> **Input data**
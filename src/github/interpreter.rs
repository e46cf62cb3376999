//! GitHub effect interpreter using octocrab.
//!
//! Pull request listing, file contents and workflow dispatch go through
//! octocrab's typed API. The Actions, Checks and Teams endpoints are called
//! through the raw REST helpers and decoded into the private structs below.

use serde::{Deserialize, Serialize};
use tracing::{debug, warn};

use crate::effects::{
    DispatchInputs, GitHubEffect, GitHubInterpreter, GitHubResponse, JobData, PrData, Reaction,
    RequiredCheck, WorkflowData,
};
use crate::types::{
    ChangedFile, CommentId, PrNumber, RepoId, RunConclusion, RunStatus, Sha, WorkflowId,
    WorkflowRunState,
};

use super::client::OctocrabClient;
use super::error::GitHubApiError;

/// GitHub's maximum page size for list endpoints.
const PAGE_SIZE: usize = 100;

impl GitHubInterpreter for OctocrabClient {
    type Error = GitHubApiError;

    async fn interpret(&self, effect: GitHubEffect) -> Result<GitHubResponse, Self::Error> {
        interpret_github_effect(self, effect).await
    }
}

/// Executes a single effect against the GitHub API.
pub async fn interpret_github_effect(
    client: &OctocrabClient,
    effect: GitHubEffect,
) -> Result<GitHubResponse, GitHubApiError> {
    debug!(repo = %client.repo(), effect = effect.name(), "executing GitHub effect");

    match effect {
        GitHubEffect::ListOpenPrs => list_open_prs(client).await,
        GitHubEffect::ListPrFiles { pr } => list_pr_files(client, pr).await,
        GitHubEffect::GetFileContents { path, git_ref } => {
            get_file_contents(client, &path, &git_ref).await
        }
        GitHubEffect::GetTeamMembership { team, user } => {
            get_team_membership(client, &team, &user).await
        }
        GitHubEffect::ListWorkflowRuns { workflow, head_sha } => {
            list_workflow_runs(client, &workflow, &head_sha).await
        }
        GitHubEffect::GetWorkflow { workflow } => get_workflow(client, &workflow).await,
        GitHubEffect::DispatchWorkflow {
            workflow,
            git_ref,
            inputs,
        } => dispatch_workflow(client, &workflow, git_ref, inputs).await,
        GitHubEffect::ListWorkflowJobs { run_id } => list_workflow_jobs(client, run_id).await,
        GitHubEffect::RerunJob { job_id } => rerun_job(client, job_id).await,
        GitHubEffect::RerunFailedJobs { run_id } => rerun_failed_jobs(client, run_id).await,
        GitHubEffect::CreateCheckRun {
            name,
            head_sha,
            status,
            conclusion,
        } => create_check_run(client, name, head_sha, status, conclusion).await,
        GitHubEffect::GetRequiredChecks { branch } => get_required_checks(client, &branch).await,
        GitHubEffect::AddReaction {
            comment_id,
            reaction,
        } => add_reaction(client, comment_id, reaction).await,
    }
}

fn repo_url(client: &OctocrabClient, rest: &str) -> String {
    format!("/repos/{}/{}/{}", client.owner(), client.repo_name(), rest)
}

// ─── Pull requests ────────────────────────────────────────────────────────────

async fn list_open_prs(client: &OctocrabClient) -> Result<GitHubResponse, GitHubApiError> {
    let mut page = 1u32;
    let mut all_prs = Vec::new();

    loop {
        let result = client
            .inner()
            .pulls(client.owner(), client.repo_name())
            .list()
            .state(octocrab::params::State::Open)
            .per_page(PAGE_SIZE as u8)
            .page(page)
            .send()
            .await;

        match result {
            Ok(page_result) => {
                let items = page_result.items;
                let is_last_page = items.len() < PAGE_SIZE;

                for pull in items {
                    let head_repo = pull.head.repo.as_ref().and_then(|repo| {
                        repo.owner
                            .as_ref()
                            .map(|owner| RepoId::new(owner.login.clone(), repo.name.clone()))
                    });

                    all_prs.push(PrData {
                        number: PrNumber(pull.number),
                        head_sha: Sha::new(pull.head.sha.clone()),
                        head_ref: pull.head.ref_field.clone(),
                        head_repo,
                        base_ref: pull.base.ref_field.clone(),
                    });
                }

                if is_last_page {
                    break;
                }
                page += 1;
            }
            Err(e) => return Err(GitHubApiError::from_octocrab(e)),
        }
    }

    Ok(GitHubResponse::PrList(all_prs))
}

#[derive(Debug, Deserialize)]
struct FileEntry {
    filename: String,
}

async fn list_pr_files(
    client: &OctocrabClient,
    pr: PrNumber,
) -> Result<GitHubResponse, GitHubApiError> {
    let mut page = 1u32;
    let mut files = Vec::new();

    loop {
        let url = repo_url(
            client,
            &format!("pulls/{}/files?per_page={}&page={}", pr.0, PAGE_SIZE, page),
        );
        let result: Result<Vec<FileEntry>, _> = client.inner().get(&url, None::<&()>).await;

        match result {
            Ok(items) => {
                let is_last_page = items.len() < PAGE_SIZE;
                files.extend(items.into_iter().map(|f| ChangedFile::new(f.filename)));
                if is_last_page {
                    break;
                }
                page += 1;
            }
            Err(e) => return Err(GitHubApiError::from_octocrab(e)),
        }
    }

    Ok(GitHubResponse::Files(files))
}

// ─── Repository content ───────────────────────────────────────────────────────

async fn get_file_contents(
    client: &OctocrabClient,
    path: &str,
    git_ref: &str,
) -> Result<GitHubResponse, GitHubApiError> {
    let result = client
        .inner()
        .repos(client.owner(), client.repo_name())
        .get_content()
        .path(path)
        .r#ref(git_ref)
        .send()
        .await;

    match result {
        Ok(contents) => {
            let item = contents.items.into_iter().next().ok_or_else(|| {
                GitHubApiError::without_source(format!("{} is a directory or empty", path))
            })?;
            let text = item.decoded_content().ok_or_else(|| {
                GitHubApiError::without_source(format!("{} has no decodable content", path))
            })?;
            Ok(GitHubResponse::FileContents(Some(text)))
        }
        Err(e) => {
            let err = GitHubApiError::from_octocrab(e);
            if err.is_not_found() {
                Ok(GitHubResponse::FileContents(None))
            } else {
                Err(err)
            }
        }
    }
}

// ─── Organization ─────────────────────────────────────────────────────────────

#[derive(Debug, Deserialize)]
struct MembershipResponse {
    state: String,
}

async fn get_team_membership(
    client: &OctocrabClient,
    team: &str,
    user: &str,
) -> Result<GitHubResponse, GitHubApiError> {
    let url = format!(
        "/orgs/{}/teams/{}/memberships/{}",
        client.owner(),
        urlencoding::encode(team),
        urlencoding::encode(user)
    );

    let result: Result<MembershipResponse, _> = client.inner().get(&url, None::<&()>).await;

    match result {
        Ok(membership) => Ok(GitHubResponse::TeamMembership(Some(membership.state))),
        Err(e) => {
            let err = GitHubApiError::from_octocrab(e);
            if err.is_not_found() {
                Ok(GitHubResponse::TeamMembership(None))
            } else {
                Err(err)
            }
        }
    }
}

// ─── Actions ──────────────────────────────────────────────────────────────────

#[derive(Debug, Deserialize)]
struct WorkflowRunsResponse {
    #[serde(default)]
    workflow_runs: Vec<RawWorkflowRun>,
}

#[derive(Debug, Deserialize)]
struct RawWorkflowRun {
    id: u64,
    status: Option<RunStatus>,
    conclusion: Option<RunConclusion>,
}

async fn list_workflow_runs(
    client: &OctocrabClient,
    workflow: &WorkflowId,
    head_sha: &Sha,
) -> Result<GitHubResponse, GitHubApiError> {
    // Runs come back newest first; only the latest one matters.
    let url = repo_url(
        client,
        &format!(
            "actions/workflows/{}/runs?head_sha={}&per_page=1",
            urlencoding::encode(workflow.as_str()),
            urlencoding::encode(head_sha.as_str())
        ),
    );

    let result: Result<WorkflowRunsResponse, _> = client.inner().get(&url, None::<&()>).await;

    match result {
        Ok(response) => Ok(GitHubResponse::WorkflowRuns(
            response
                .workflow_runs
                .into_iter()
                .map(|run| {
                    WorkflowRunState::new(
                        run.id,
                        run.status.unwrap_or(RunStatus::Other(String::new())),
                        run.conclusion,
                    )
                })
                .collect(),
        )),
        Err(e) => Err(GitHubApiError::from_octocrab(e)),
    }
}

async fn get_workflow(
    client: &OctocrabClient,
    workflow: &WorkflowId,
) -> Result<GitHubResponse, GitHubApiError> {
    let url = repo_url(
        client,
        &format!("actions/workflows/{}", urlencoding::encode(workflow.as_str())),
    );

    let result: Result<WorkflowData, _> = client.inner().get(&url, None::<&()>).await;

    result
        .map(GitHubResponse::Workflow)
        .map_err(GitHubApiError::from_octocrab)
}

async fn dispatch_workflow(
    client: &OctocrabClient,
    workflow: &WorkflowId,
    git_ref: String,
    inputs: DispatchInputs,
) -> Result<GitHubResponse, GitHubApiError> {
    let inputs = serde_json::to_value(&inputs)
        .map_err(|e| GitHubApiError::without_source(format!("invalid dispatch inputs: {}", e)))?;

    // The endpoint answers 204 with no body, which the typed builder handles.
    let result = client
        .inner()
        .actions()
        .create_workflow_dispatch(client.owner(), client.repo_name(), workflow.as_str(), git_ref)
        .inputs(inputs)
        .send()
        .await;

    match result {
        Ok(()) => Ok(GitHubResponse::WorkflowDispatched),
        Err(e) => Err(GitHubApiError::from_octocrab(e)),
    }
}

#[derive(Debug, Deserialize)]
struct JobsResponse {
    #[serde(default)]
    jobs: Vec<JobData>,
}

async fn list_workflow_jobs(
    client: &OctocrabClient,
    run_id: u64,
) -> Result<GitHubResponse, GitHubApiError> {
    let url = repo_url(client, &format!("actions/runs/{}/jobs?per_page=100", run_id));

    let result: Result<JobsResponse, _> = client.inner().get(&url, None::<&()>).await;

    result
        .map(|r| GitHubResponse::WorkflowJobs(r.jobs))
        .map_err(GitHubApiError::from_octocrab)
}

async fn rerun_job(client: &OctocrabClient, job_id: u64) -> Result<GitHubResponse, GitHubApiError> {
    let url = repo_url(client, &format!("actions/jobs/{}/rerun", job_id));
    post_without_body(client, url).await?;
    Ok(GitHubResponse::JobRerun)
}

async fn rerun_failed_jobs(
    client: &OctocrabClient,
    run_id: u64,
) -> Result<GitHubResponse, GitHubApiError> {
    let url = repo_url(client, &format!("actions/runs/{}/rerun-failed-jobs", run_id));
    post_without_body(client, url).await?;
    Ok(GitHubResponse::FailedJobsRerun)
}

/// POSTs to an endpoint that answers `201 Created` with an empty body, which
/// the typed `post` helper can't decode.
async fn post_without_body(client: &OctocrabClient, url: String) -> Result<(), GitHubApiError> {
    let response = client
        .inner()
        ._post(url, None::<&()>)
        .await
        .map_err(GitHubApiError::from_octocrab)?;
    octocrab::map_github_error(response)
        .await
        .map(drop)
        .map_err(GitHubApiError::from_octocrab)
}

// ─── Checks ───────────────────────────────────────────────────────────────────

#[derive(Debug, Serialize)]
struct CheckRunRequest<'a> {
    name: &'a str,
    head_sha: &'a str,
    status: &'a str,
    conclusion: &'a str,
}

#[derive(Debug, Deserialize)]
struct CheckRunResponse {
    id: u64,
}

async fn create_check_run(
    client: &OctocrabClient,
    name: String,
    head_sha: Sha,
    status: RunStatus,
    conclusion: RunConclusion,
) -> Result<GitHubResponse, GitHubApiError> {
    let url = repo_url(client, "check-runs");
    let request = CheckRunRequest {
        name: &name,
        head_sha: head_sha.as_str(),
        status: status.as_api_str(),
        conclusion: conclusion.as_api_str(),
    };

    let result: Result<CheckRunResponse, _> = client.inner().post(&url, Some(&request)).await;

    match result {
        Ok(check_run) => Ok(GitHubResponse::CheckRunCreated { id: check_run.id }),
        Err(e) => Err(GitHubApiError::from_octocrab(e)),
    }
}

#[derive(Debug, Deserialize)]
struct BranchProtectionResponse {
    required_status_checks: Option<RequiredStatusChecks>,
}

#[derive(Debug, Deserialize)]
struct RequiredStatusChecks {
    #[serde(default)]
    checks: Vec<RequiredStatusCheck>,
}

#[derive(Debug, Deserialize)]
struct RequiredStatusCheck {
    context: String,
    #[serde(default)]
    app_id: Option<u64>,
}

async fn get_required_checks(
    client: &OctocrabClient,
    branch: &str,
) -> Result<GitHubResponse, GitHubApiError> {
    // Branch names may contain '/', e.g. "feature/foo" -> "feature%2Ffoo".
    let url = repo_url(
        client,
        &format!("branches/{}/protection", urlencoding::encode(branch)),
    );

    let result: Result<BranchProtectionResponse, _> = client.inner().get(&url, None::<&()>).await;

    match result {
        Ok(protection) => {
            let checks = protection
                .required_status_checks
                .map(|c| c.checks)
                .unwrap_or_default()
                .into_iter()
                .map(|c| RequiredCheck {
                    context: c.context,
                    app_id: c.app_id,
                })
                .collect::<Vec<_>>();
            if checks.is_empty() {
                warn!(branch, "branch protection lists no required checks");
            }
            Ok(GitHubResponse::RequiredChecks(checks))
        }
        Err(e) => Err(GitHubApiError::from_octocrab(e)),
    }
}

// ─── Comments ─────────────────────────────────────────────────────────────────

async fn add_reaction(
    client: &OctocrabClient,
    comment_id: CommentId,
    reaction: Reaction,
) -> Result<GitHubResponse, GitHubApiError> {
    let url = repo_url(client, &format!("issues/comments/{}/reactions", comment_id.0));

    #[derive(Serialize)]
    struct ReactionRequest {
        content: &'static str,
    }

    let result: Result<serde_json::Value, _> = client
        .inner()
        .post(
            &url,
            Some(&ReactionRequest {
                content: reaction.as_api_str(),
            }),
        )
        .await;

    match result {
        Ok(_) => Ok(GitHubResponse::ReactionAdded),
        Err(e) => Err(GitHubApiError::from_octocrab(e)),
    }
}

> **Task instructions**
Filter the entries down to the lines holding the string "FileEntry". Copy each of those lines.

> **Result for this exercise**
struct FileEntry {
        let result: Result<Vec<FileEntry>, _> = client.inner().get(&url, None::<&()>).await;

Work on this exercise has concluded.